EXERCISE DESCRIPTION | Every line containing the string "NoComm" should be returned from the records.

INFORMATION GIVEN |
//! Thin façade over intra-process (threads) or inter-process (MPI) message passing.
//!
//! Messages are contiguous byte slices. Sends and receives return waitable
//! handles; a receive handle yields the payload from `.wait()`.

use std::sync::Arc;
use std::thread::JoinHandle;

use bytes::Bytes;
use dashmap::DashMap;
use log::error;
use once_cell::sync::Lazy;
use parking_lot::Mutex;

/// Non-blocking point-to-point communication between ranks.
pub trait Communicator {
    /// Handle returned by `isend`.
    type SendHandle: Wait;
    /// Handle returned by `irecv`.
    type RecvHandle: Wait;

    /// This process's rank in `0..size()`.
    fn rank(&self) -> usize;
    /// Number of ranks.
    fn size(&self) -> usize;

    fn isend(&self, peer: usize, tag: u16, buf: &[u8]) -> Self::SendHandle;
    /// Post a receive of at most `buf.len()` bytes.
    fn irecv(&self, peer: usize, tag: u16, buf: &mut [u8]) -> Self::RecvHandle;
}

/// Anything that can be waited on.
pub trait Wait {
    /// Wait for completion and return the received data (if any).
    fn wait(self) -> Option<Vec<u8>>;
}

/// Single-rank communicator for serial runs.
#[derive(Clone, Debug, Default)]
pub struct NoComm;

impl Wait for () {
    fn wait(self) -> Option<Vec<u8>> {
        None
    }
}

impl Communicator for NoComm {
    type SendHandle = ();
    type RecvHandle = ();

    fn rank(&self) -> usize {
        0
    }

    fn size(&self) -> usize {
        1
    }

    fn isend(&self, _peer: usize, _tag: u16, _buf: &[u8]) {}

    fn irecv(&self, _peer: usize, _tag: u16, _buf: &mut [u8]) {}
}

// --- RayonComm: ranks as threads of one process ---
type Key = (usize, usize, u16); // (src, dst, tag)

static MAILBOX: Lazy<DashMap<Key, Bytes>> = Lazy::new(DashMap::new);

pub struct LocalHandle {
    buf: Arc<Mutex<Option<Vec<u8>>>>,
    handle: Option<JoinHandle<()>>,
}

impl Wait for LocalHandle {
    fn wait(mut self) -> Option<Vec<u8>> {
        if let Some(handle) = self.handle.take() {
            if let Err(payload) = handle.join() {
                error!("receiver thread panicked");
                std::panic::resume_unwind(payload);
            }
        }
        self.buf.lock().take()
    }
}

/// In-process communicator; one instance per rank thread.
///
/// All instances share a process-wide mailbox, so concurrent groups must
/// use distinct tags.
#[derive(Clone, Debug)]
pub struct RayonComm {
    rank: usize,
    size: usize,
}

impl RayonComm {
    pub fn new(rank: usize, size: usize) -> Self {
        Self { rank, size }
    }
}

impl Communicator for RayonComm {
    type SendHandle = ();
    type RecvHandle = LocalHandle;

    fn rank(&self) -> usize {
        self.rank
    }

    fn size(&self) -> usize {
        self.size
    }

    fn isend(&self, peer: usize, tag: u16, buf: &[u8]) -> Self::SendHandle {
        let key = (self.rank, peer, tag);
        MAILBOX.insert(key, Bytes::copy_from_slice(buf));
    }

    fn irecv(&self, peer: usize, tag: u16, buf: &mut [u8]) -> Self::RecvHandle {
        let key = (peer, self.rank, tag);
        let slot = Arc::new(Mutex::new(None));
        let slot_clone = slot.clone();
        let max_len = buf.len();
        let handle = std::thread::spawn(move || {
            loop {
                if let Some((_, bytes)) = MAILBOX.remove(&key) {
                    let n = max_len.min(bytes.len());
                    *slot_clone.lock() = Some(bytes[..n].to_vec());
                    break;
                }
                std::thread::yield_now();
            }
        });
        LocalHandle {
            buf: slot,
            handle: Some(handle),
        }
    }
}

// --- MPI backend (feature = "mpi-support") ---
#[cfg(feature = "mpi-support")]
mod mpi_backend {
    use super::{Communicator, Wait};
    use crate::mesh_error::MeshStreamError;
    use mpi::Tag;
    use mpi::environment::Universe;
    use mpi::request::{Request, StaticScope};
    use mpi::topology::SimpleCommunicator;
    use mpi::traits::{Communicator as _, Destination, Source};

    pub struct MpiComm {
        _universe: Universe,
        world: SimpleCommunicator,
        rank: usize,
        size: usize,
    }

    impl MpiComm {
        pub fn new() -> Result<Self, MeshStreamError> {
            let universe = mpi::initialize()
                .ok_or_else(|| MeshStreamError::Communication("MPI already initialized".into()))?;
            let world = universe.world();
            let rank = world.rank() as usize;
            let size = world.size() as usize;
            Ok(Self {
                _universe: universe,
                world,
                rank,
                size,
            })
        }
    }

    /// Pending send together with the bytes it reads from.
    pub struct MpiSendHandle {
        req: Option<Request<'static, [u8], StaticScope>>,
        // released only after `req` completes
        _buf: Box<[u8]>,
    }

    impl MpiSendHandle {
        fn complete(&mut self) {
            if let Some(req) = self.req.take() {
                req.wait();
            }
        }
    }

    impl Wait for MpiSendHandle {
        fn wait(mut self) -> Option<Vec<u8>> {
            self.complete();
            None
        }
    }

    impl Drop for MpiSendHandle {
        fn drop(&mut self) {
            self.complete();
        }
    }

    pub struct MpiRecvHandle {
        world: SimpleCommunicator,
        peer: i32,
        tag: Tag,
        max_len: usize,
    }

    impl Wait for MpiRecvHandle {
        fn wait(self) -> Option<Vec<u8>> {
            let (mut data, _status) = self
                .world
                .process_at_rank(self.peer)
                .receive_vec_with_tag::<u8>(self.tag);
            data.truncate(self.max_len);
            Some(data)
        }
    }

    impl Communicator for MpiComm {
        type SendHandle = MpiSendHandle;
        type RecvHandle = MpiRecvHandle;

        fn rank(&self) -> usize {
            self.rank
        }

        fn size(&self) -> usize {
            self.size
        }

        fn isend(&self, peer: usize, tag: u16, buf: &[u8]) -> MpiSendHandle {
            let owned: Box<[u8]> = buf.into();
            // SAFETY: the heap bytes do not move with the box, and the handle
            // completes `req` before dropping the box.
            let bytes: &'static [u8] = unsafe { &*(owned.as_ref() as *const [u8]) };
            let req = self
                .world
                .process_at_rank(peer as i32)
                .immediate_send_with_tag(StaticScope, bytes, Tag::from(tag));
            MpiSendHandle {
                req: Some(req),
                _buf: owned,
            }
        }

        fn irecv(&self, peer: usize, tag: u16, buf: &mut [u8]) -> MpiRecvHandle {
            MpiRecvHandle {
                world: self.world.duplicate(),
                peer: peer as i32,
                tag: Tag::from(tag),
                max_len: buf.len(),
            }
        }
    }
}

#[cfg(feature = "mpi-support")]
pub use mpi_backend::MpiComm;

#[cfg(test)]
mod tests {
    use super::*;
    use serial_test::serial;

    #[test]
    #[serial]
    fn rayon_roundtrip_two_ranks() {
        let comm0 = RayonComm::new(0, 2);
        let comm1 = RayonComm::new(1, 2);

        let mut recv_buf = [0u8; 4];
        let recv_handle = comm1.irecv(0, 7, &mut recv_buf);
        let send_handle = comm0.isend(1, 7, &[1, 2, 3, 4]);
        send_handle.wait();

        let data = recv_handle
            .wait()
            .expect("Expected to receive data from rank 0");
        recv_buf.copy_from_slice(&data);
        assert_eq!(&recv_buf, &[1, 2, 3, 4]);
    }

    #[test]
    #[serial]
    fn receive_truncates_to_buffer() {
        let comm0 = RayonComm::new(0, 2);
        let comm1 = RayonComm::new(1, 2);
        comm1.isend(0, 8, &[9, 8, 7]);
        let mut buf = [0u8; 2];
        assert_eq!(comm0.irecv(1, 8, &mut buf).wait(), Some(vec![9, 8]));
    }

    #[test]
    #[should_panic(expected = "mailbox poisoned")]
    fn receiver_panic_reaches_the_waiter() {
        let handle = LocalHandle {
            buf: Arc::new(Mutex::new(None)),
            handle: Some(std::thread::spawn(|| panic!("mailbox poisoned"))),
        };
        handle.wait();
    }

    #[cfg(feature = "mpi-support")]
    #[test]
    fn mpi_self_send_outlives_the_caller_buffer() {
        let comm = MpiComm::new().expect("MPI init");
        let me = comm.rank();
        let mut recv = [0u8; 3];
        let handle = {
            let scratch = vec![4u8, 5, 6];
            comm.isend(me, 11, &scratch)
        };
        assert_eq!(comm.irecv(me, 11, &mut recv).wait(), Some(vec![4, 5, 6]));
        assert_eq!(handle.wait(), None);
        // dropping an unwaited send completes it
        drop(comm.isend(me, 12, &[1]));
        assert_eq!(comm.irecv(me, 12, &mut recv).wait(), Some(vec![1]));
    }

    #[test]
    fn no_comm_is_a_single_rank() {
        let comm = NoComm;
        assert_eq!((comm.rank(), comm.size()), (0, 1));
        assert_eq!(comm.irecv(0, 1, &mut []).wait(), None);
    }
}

RESULT OF THE TASK |
pub struct NoComm;
impl Communicator for NoComm {
        let comm = NoComm;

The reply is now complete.